Afuera sus familiares me esperan impacientes. Les doy mi tarjeta. Los tranquilizo y les digo que Omar va a comunicarse conmigo. Juntan entre todos el dinero para pagarme. Les agradezco. Ellos lo hacen conmigo. Me dicen lo importante que es, que Omar se alimente y se levante. Temen que pierda el trabajo. Que a él “le gusta y nunca falta”. Nos despedimos Yo estoy a la espera de una llamada. Después de dos días me llama su hermana y me dice que Omar se ha levantado y se ha ido a trabajar. Es bastante… “Él la va a llamar”, me dice la hermana. Todo sucede hace menos de una semana.

Hoy es el Día del Padre y antes de ayer viernes por la mañana, fueron las actuaciones en “su honor” en nidos y colegios. ¿Cuántos niños prohibidos de ver al papá habrá? ¿Y cuántos muy limitados para estar con ellos? ¿Cuánto vacío sentirán unos y otros?

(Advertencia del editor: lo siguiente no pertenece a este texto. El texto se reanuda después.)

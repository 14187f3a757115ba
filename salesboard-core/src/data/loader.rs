//! Loader/cleaner — CSV ingestion with normalization and strict row drops.
//!
//! Cleaning rules:
//! - Currency fields: strip `$` and thousands separators, parse as `f64`
//! - Dates: day-first convention ("05/03/2024" = 5 March 2024); ISO accepted
//! - Any row with a missing or unparseable field is dropped whole, never
//!   repaired; short/ragged rows count as dropped too
//! - The drop extends to every column in the file: an empty cell in an
//!   extra, unmapped column still discards the row
//!
//! Unopenable files and missing required columns are fatal — there is no
//! partial or degraded load.

use std::fs::File;
use std::path::{Path, PathBuf};

use chrono::NaiveDate;
use csv::StringRecord;
use thiserror::Error;

use crate::data::schema::{ColumnMap, SchemaError};
use crate::domain::{Dataset, SalesRecord};

/// Accepted date formats. ISO first (unambiguous, and what the exporter
/// writes), then day-first variants.
const DATE_FORMATS: [&str; 4] = ["%Y-%m-%d", "%d/%m/%Y", "%d-%m-%Y", "%d/%m/%y"];

/// Errors from the loading layer. All of these are unrecoverable
/// configuration errors; row-level parse failures are not errors at all,
/// they drop the row.
#[derive(Debug, Error)]
pub enum LoadError {
    #[error("failed to open {path}: {source}")]
    Open {
        path: PathBuf,
        source: std::io::Error,
    },

    #[error(transparent)]
    Schema(#[from] SchemaError),

    #[error("csv error: {0}")]
    Csv(#[from] csv::Error),
}

/// Load and clean a sales dataset from a delimited file.
pub fn load(path: &Path) -> Result<Dataset, LoadError> {
    let file = File::open(path).map_err(|source| LoadError::Open {
        path: path.to_path_buf(),
        source,
    })?;

    let mut reader = csv::ReaderBuilder::new()
        .has_headers(true)
        .flexible(true)
        .from_reader(file);

    let columns = ColumnMap::resolve(reader.headers()?)?;

    let mut records = Vec::new();
    let mut dropped = 0usize;
    for row in reader.records() {
        let row = row?;
        match parse_row(&row, &columns) {
            Some(record) => records.push(record),
            None => dropped += 1,
        }
    }

    Ok(Dataset::new(records, dropped))
}

/// Parse one raw row into a [`SalesRecord`]. `None` means the row is dropped.
fn parse_row(row: &StringRecord, columns: &ColumnMap) -> Option<SalesRecord> {
    // Whole-row completeness check first: an empty cell anywhere, even in a
    // column the schema does not map, discards the row.
    if row.iter().any(|cell| cell.trim().is_empty()) {
        return None;
    }
    Some(SalesRecord {
        date: parse_date(row.get(columns.date)?)?,
        country: parse_text(row.get(columns.country)?)?,
        product: parse_text(row.get(columns.product)?)?,
        units_sold: parse_number(row.get(columns.units_sold)?)?,
        unit_price: parse_currency(row.get(columns.unit_price)?)?,
        total_sale: parse_currency(row.get(columns.total_sale)?)?,
        sales_after_discount: parse_currency(row.get(columns.sales_after_discount)?)?,
    })
}

/// Strip currency decoration (`$`, `,`) and parse as a decimal number.
fn parse_currency(raw: &str) -> Option<f64> {
    let cleaned: String = raw
        .trim()
        .chars()
        .filter(|c| *c != '$' && *c != ',')
        .collect();
    if cleaned.is_empty() {
        return None;
    }
    cleaned.parse().ok()
}

/// Plain numeric field (thousands separators tolerated).
fn parse_number(raw: &str) -> Option<f64> {
    let cleaned: String = raw.trim().chars().filter(|c| *c != ',').collect();
    if cleaned.is_empty() {
        return None;
    }
    cleaned.parse().ok()
}

/// Day-first date parsing; ISO dates pass through unambiguously.
fn parse_date(raw: &str) -> Option<NaiveDate> {
    let trimmed = raw.trim();
    DATE_FORMATS
        .iter()
        .find_map(|fmt| NaiveDate::parse_from_str(trimmed, fmt).ok())
}

/// Non-empty trimmed text; an empty cell is a missing field.
fn parse_text(raw: &str) -> Option<String> {
    let trimmed = raw.trim();
    if trimmed.is_empty() {
        None
    } else {
        Some(trimmed.to_string())
    }
}
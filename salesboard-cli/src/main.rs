//! SalesBoard CLI — batch access to the reporting pipeline.
//!
//! Commands:
//! - `check` — load the dataset and report row counts, span, and fingerprint
//! - `summary` — print the KPI metrics and the three grouped totals
//! - `export` — write the filtered record set as a CSV report

use std::collections::BTreeSet;
use std::path::PathBuf;

use anyhow::{Context, Result};
use chrono::NaiveDate;
use clap::{Args, Parser, Subcommand};

use salesboard_core::{format, load, render, Dataset, FilterCriteria};

#[derive(Parser)]
#[command(name = "salesboard", about = "SalesBoard CLI — sales reporting pipeline")]
struct Cli {
    #[command(subcommand)]
    command: Commands,
}

#[derive(Subcommand)]
enum Commands {
    /// Load the dataset and report what the cleaner kept.
    Check {
        #[command(flatten)]
        source: SourceArgs,
    },
    /// Print KPI metrics and grouped totals for the filtered view.
    Summary {
        #[command(flatten)]
        source: SourceArgs,

        #[command(flatten)]
        filters: FilterArgs,
    },
    /// Write the filtered record set as a CSV report.
    Export {
        #[command(flatten)]
        source: SourceArgs,

        #[command(flatten)]
        filters: FilterArgs,

        /// Output file.
        #[arg(long, default_value = salesboard_core::export::EXPORT_FILE_NAME)]
        out: PathBuf,
    },
}

#[derive(Args)]
struct SourceArgs {
    /// Source CSV with the sales dataset.
    #[arg(long, default_value = "data/sales.csv")]
    data: PathBuf,
}

#[derive(Args)]
struct FilterArgs {
    /// Reporting period start (YYYY-MM-DD). Defaults to the dataset minimum.
    #[arg(long)]
    start: Option<NaiveDate>,

    /// Reporting period end (YYYY-MM-DD). Defaults to the dataset maximum.
    #[arg(long)]
    end: Option<NaiveDate>,

    /// Restrict to a country (repeatable; none = all countries).
    #[arg(long = "country")]
    countries: Vec<String>,

    /// Restrict to a product (repeatable; none = all products).
    #[arg(long = "product")]
    products: Vec<String>,
}

impl FilterArgs {
    fn criteria(&self, dataset: &Dataset) -> FilterCriteria {
        let mut criteria = FilterCriteria::full_span(dataset);
        if let Some(start) = self.start {
            criteria.start = start;
        }
        if let Some(end) = self.end {
            criteria.end = end;
        }
        criteria.countries = self.countries.iter().cloned().collect::<BTreeSet<_>>();
        criteria.products = self.products.iter().cloned().collect::<BTreeSet<_>>();
        criteria
    }
}

fn main() -> Result<()> {
    let cli = Cli::parse();
    match cli.command {
        Commands::Check { source } => cmd_check(&source),
        Commands::Summary { source, filters } => cmd_summary(&source, &filters),
        Commands::Export {
            source,
            filters,
            out,
        } => cmd_export(&source, &filters, &out),
    }
}

fn load_dataset(source: &SourceArgs) -> Result<Dataset> {
    load(&source.data).with_context(|| format!("loading {}", source.data.display()))
}

fn cmd_check(source: &SourceArgs) -> Result<()> {
    let dataset = load_dataset(source)?;

    println!("source:       {}", source.data.display());
    println!("rows kept:    {}", format::thousands(dataset.len() as i64));
    println!("rows dropped: {}", dataset.dropped_rows());
    match dataset.date_span() {
        Some((min, max)) => println!("date span:    {min} → {max}"),
        None => println!("date span:    (empty dataset)"),
    }
    println!("countries:    {}", dataset.countries().join(", "));
    println!("products:     {}", dataset.products().join(", "));
    println!("fingerprint:  {}", dataset.fingerprint());
    Ok(())
}

fn cmd_summary(source: &SourceArgs, filters: &FilterArgs) -> Result<()> {
    let dataset = load_dataset(source)?;
    let criteria = filters.criteria(&dataset);
    let view = render(&dataset, &criteria);
    let summary = &view.summary;

    println!(
        "Reporting period {} → {} ({} of {} rows)",
        criteria.start,
        criteria.end,
        view.filtered.len(),
        dataset.len()
    );
    println!();
    println!("Gross Revenue  {}", format::currency(summary.gross_revenue));
    println!("Net Revenue    {}", format::currency(summary.net_revenue));
    println!("Units Sold     {}", format::units(summary.total_units));

    print_group("Net revenue by country", &summary.by_country);
    print_group("Net revenue by product", &summary.by_product);
    print_group("Net revenue by month", &summary.by_month);
    Ok(())
}

fn print_group(title: &str, totals: &std::collections::BTreeMap<String, f64>) {
    println!();
    println!("{title}:");
    let width = totals.keys().map(|k| k.len()).max().unwrap_or(0);
    for (key, net) in totals {
        println!("  {key:<width$}  {:>12}", format::currency(*net));
    }
    if totals.is_empty() {
        println!("  (no matching records)");
    }
}

fn cmd_export(source: &SourceArgs, filters: &FilterArgs, out: &PathBuf) -> Result<()> {
    let dataset = load_dataset(source)?;
    let criteria = filters.criteria(&dataset);
    let view = render(&dataset, &criteria);

    salesboard_core::export::write_csv(&view.filtered, out)
        .with_context(|| format!("writing {}", out.display()))?;
    println!("wrote {} rows to {}", view.filtered.len(), out.display());
    Ok(())
}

No se trata de idealizar a estos padres. Menos de denigrar a las madres, que nos han servido de ejemplo. Pero, de las mujeres nos ocupamos. Hasta existe un Ministerio. ¿No debería extenderse la gestión y la comunicación, a toda la población vulnerable? Sólo una referencia. Cuando un padre, por esta causa, quiere presentar una denuncia en la comisaría. Quienes lo atienden, no le creen.

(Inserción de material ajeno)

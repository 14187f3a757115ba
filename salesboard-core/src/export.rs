//! Exporter — filtered view to delimited text.
//!
//! The output re-loads through the cleaning pipeline: same column names,
//! ISO dates, plain decimal numbers with no currency decoration. A derived
//! `Month` column is appended (and ignored by the loader on re-import).

use std::path::Path;

use crate::filter::FilteredView;

/// Default download name for the filtered report.
pub const EXPORT_FILE_NAME: &str = "filtered_sales_report.csv";

/// MIME type for the delimited export.
pub const EXPORT_MIME: &str = "text/csv";

/// Export column order: the source schema plus the derived month label.
const EXPORT_COLUMNS: [&str; 8] = [
    "Date",
    "Country",
    "Product",
    "Units_Sold",
    "Unit_Price",
    "Total_Sale",
    "Sales_After_Discount",
    "Month",
];

#[derive(Debug, thiserror::Error)]
pub enum ExportError {
    #[error("csv error: {0}")]
    Csv(#[from] csv::Error),

    #[error("export is not valid UTF-8: {0}")]
    Utf8(#[from] std::string::FromUtf8Error),

    #[error("failed to write export: {0}")]
    Io(#[from] std::io::Error),
}

/// Serialize a filtered view as CSV text. An empty view still succeeds,
/// producing a header-only document.
pub fn to_csv(view: &FilteredView) -> Result<String, ExportError> {
    let mut writer = csv::Writer::from_writer(vec![]);
    writer.write_record(EXPORT_COLUMNS)?;

    for record in view.iter() {
        writer.write_record([
            record.date.format("%Y-%m-%d").to_string(),
            record.country.clone(),
            record.product.clone(),
            record.units_sold.to_string(),
            format!("{:.2}", record.unit_price),
            format!("{:.2}", record.total_sale),
            format!("{:.2}", record.sales_after_discount),
            record.month_label(),
        ])?;
    }

    let bytes = writer
        .into_inner()
        .map_err(|e| ExportError::Io(std::io::Error::other(e.to_string())))?;
    Ok(String::from_utf8(bytes)?)
}

/// Write the filtered report to disk.
pub fn write_csv(view: &FilteredView, path: &Path) -> Result<(), ExportError> {
    let text = to_csv(view)?;
    std::fs::write(path, text)?;
    Ok(())
}
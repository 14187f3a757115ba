//! FilterCriteria — the value object behind every filter interaction.

use std::collections::BTreeSet;

use chrono::NaiveDate;
use serde::{Deserialize, Serialize};

use super::record::{Dataset, SalesRecord};

/// User filter selections: an inclusive date range plus optional
/// country/product restrictions (empty set = no restriction).
///
/// Constructed fresh from user input on every interaction. Serde derives let
/// the TUI persist the last session's criteria.
#[derive(Debug, Clone, PartialEq, Eq, Serialize, Deserialize)]
pub struct FilterCriteria {
    pub start: NaiveDate,
    pub end: NaiveDate,
    pub countries: BTreeSet<String>,
    pub products: BTreeSet<String>,
}

/// Degenerate single-day span for an empty dataset, so `full_span` stays a
/// pure function of its input.
const EMPTY_SPAN_DATE: NaiveDate = match NaiveDate::from_ymd_opt(1970, 1, 1) {
    Some(date) => date,
    None => unreachable!(),
};

impl FilterCriteria {
    /// Default criteria: the dataset's full date span, no restrictions.
    ///
    /// An empty dataset gets a fixed degenerate single-day span.
    pub fn full_span(dataset: &Dataset) -> Self {
        let (start, end) = dataset
            .date_span()
            .unwrap_or((EMPTY_SPAN_DATE, EMPTY_SPAN_DATE));
        Self {
            start,
            end,
            countries: BTreeSet::new(),
            products: BTreeSet::new(),
        }
    }

    /// Conjunction of the date, country, and product predicates.
    pub fn matches(&self, record: &SalesRecord) -> bool {
        self.date_in_range(record.date)
            && Self::passes(&self.countries, &record.country)
            && Self::passes(&self.products, &record.product)
    }

    fn date_in_range(&self, date: NaiveDate) -> bool {
        self.start <= date && date <= self.end
    }

    fn passes(selected: &BTreeSet<String>, value: &str) -> bool {
        selected.is_empty() || selected.contains(value)
    }
}
//! Filter engine — pure predicate application over an immutable dataset.

use crate::domain::{Dataset, FilterCriteria, SalesRecord};

/// A read-only subsequence of a dataset, in original record order.
///
/// An empty view is a valid result; downstream aggregation and export
/// degrade gracefully to zero/empty outputs.
#[derive(Debug, Clone)]
pub struct FilteredView<'a> {
    records: Vec<&'a SalesRecord>,
}

impl<'a> FilteredView<'a> {
    pub fn records(&self) -> &[&'a SalesRecord] {
        &self.records
    }

    pub fn iter(&self) -> impl Iterator<Item = &'a SalesRecord> + '_ {
        self.records.iter().copied()
    }

    pub fn len(&self) -> usize {
        self.records.len()
    }

    pub fn is_empty(&self) -> bool {
        self.records.is_empty()
    }
}

/// Apply filter criteria to a dataset.
///
/// Pure: the same (dataset, criteria) pair always yields the same view.
pub fn apply<'a>(dataset: &'a Dataset, criteria: &FilterCriteria) -> FilteredView<'a> {
    FilteredView {
        records: dataset
            .records()
            .iter()
            .filter(|r| criteria.matches(r))
            .collect(),
    }
}
//! Fixed, explicitly validated source schema.
//!
//! The source file must carry all seven required columns; order is irrelevant
//! and header names are trimmed before matching. Resolution fails fast with
//! the first missing column so a misconfigured source never reaches the
//! aggregation stage. Unknown extra columns (e.g. a derived `Month` column
//! from a previous export) are ignored.

use csv::StringRecord;

/// Required source columns, in canonical export order.
pub const REQUIRED_COLUMNS: [&str; 7] = [
    "Date",
    "Country",
    "Product",
    "Units_Sold",
    "Unit_Price",
    "Total_Sale",
    "Sales_After_Discount",
];

/// Resolved positions of the required columns within a header row.
#[derive(Debug, Clone, Copy, PartialEq, Eq)]
pub struct ColumnMap {
    pub date: usize,
    pub country: usize,
    pub product: usize,
    pub units_sold: usize,
    pub unit_price: usize,
    pub total_sale: usize,
    pub sales_after_discount: usize,
}

impl ColumnMap {
    /// Resolve required column positions from a header row.
    pub fn resolve(headers: &StringRecord) -> Result<Self, SchemaError> {
        let find = |name: &str| -> Result<usize, SchemaError> {
            headers
                .iter()
                .position(|h| h.trim() == name)
                .ok_or_else(|| SchemaError::MissingColumn(name.to_string()))
        };

        Ok(Self {
            date: find("Date")?,
            country: find("Country")?,
            product: find("Product")?,
            units_sold: find("Units_Sold")?,
            unit_price: find("Unit_Price")?,
            total_sale: find("Total_Sale")?,
            sales_after_discount: find("Sales_After_Discount")?,
        })
    }
}

#[derive(Debug, thiserror::Error)]
pub enum SchemaError {
    #[error("missing required column: {0}")]
    MissingColumn(String),
}

#[cfg(test)]
mod tests {
    use super::*;

    #[test]
    fn resolves_reordered_columns() {
        let headers = StringRecord::from(vec![
            "Product",
            "Sales_After_Discount",
            "Date",
            "Units_Sold",
            "Country",
            "Total_Sale",
            "Unit_Price",
        ]);
        let map = ColumnMap::resolve(&headers).unwrap();
        assert_eq!(map.product, 0);
        assert_eq!(map.sales_after_discount, 1);
        assert_eq!(map.date, 2);
        assert_eq!(map.unit_price, 6);
    }

    #[test]
    fn trims_header_whitespace() {
        let headers = StringRecord::from(vec![
            " Date ",
            "Country",
            "Product",
            "Units_Sold ",
            " Unit_Price",
            "Total_Sale",
            "Sales_After_Discount",
        ]);
        assert!(ColumnMap::resolve(&headers).is_ok());
    }

    #[test]
    fn ignores_extra_columns() {
        let mut names: Vec<&str> = REQUIRED_COLUMNS.to_vec();
        names.push("Month");
        names.push("Region");
        assert!(ColumnMap::resolve(&StringRecord::from(names)).is_ok());
    }

    #[test]
    fn reports_first_missing_column() {
        let headers = StringRecord::from(vec!["Date", "Country", "Product"]);
        let err = ColumnMap::resolve(&headers).unwrap_err();
        assert!(err.to_string().contains("Units_Sold"));
    }
}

La campaña Ni una Menos fue y continúa siendo indispensable. La cifra de feminicidios va en tétrico aumento. Pero ¿cuántas personas, cuántas mujeres, la mal interpretan, al optar por un ”empoderamiento” viciado por un sesgo generalizador? Distorsionado en su significado al ejercer otra forma de violencia. Sucede, demás está decirlo, con las madres concernidas en este tema. Mujeres que no tienen claro que afectivamente la paternidad no se revoca. Que esta existe para toda la vida. Que la paternidad se funda en los deberes pero también en los derechos del hombre, del padre. No todos los hombres están del lado del mal. No se puede dividir el mundo entre buenas y malos. El mundo humano es por demás complejo. Parece exageración, pero muchos no lo reconocen. La sensibilidad humana, cuando se desarrolla, sabe que no se puede arrancar, cuando no se justifica, a los hijos de la cercanía de los padres. Es dañino para los hijos. Su evolución requiere de la seguridad y confianza básicas que ofrecen los padres de quienes hablamos, para desenvolverse en la realidad.

El problema tratado en este escrito sucede, con matices diferenciales, en todos los niveles sociales.

Existen padres con calidad humana. Su vida no merece la agresión. Porque agresión es no dejarles ejercer su derecho. Derecho a dar y recibir el amor de sus hijos. El derecho fundante de la paternidad.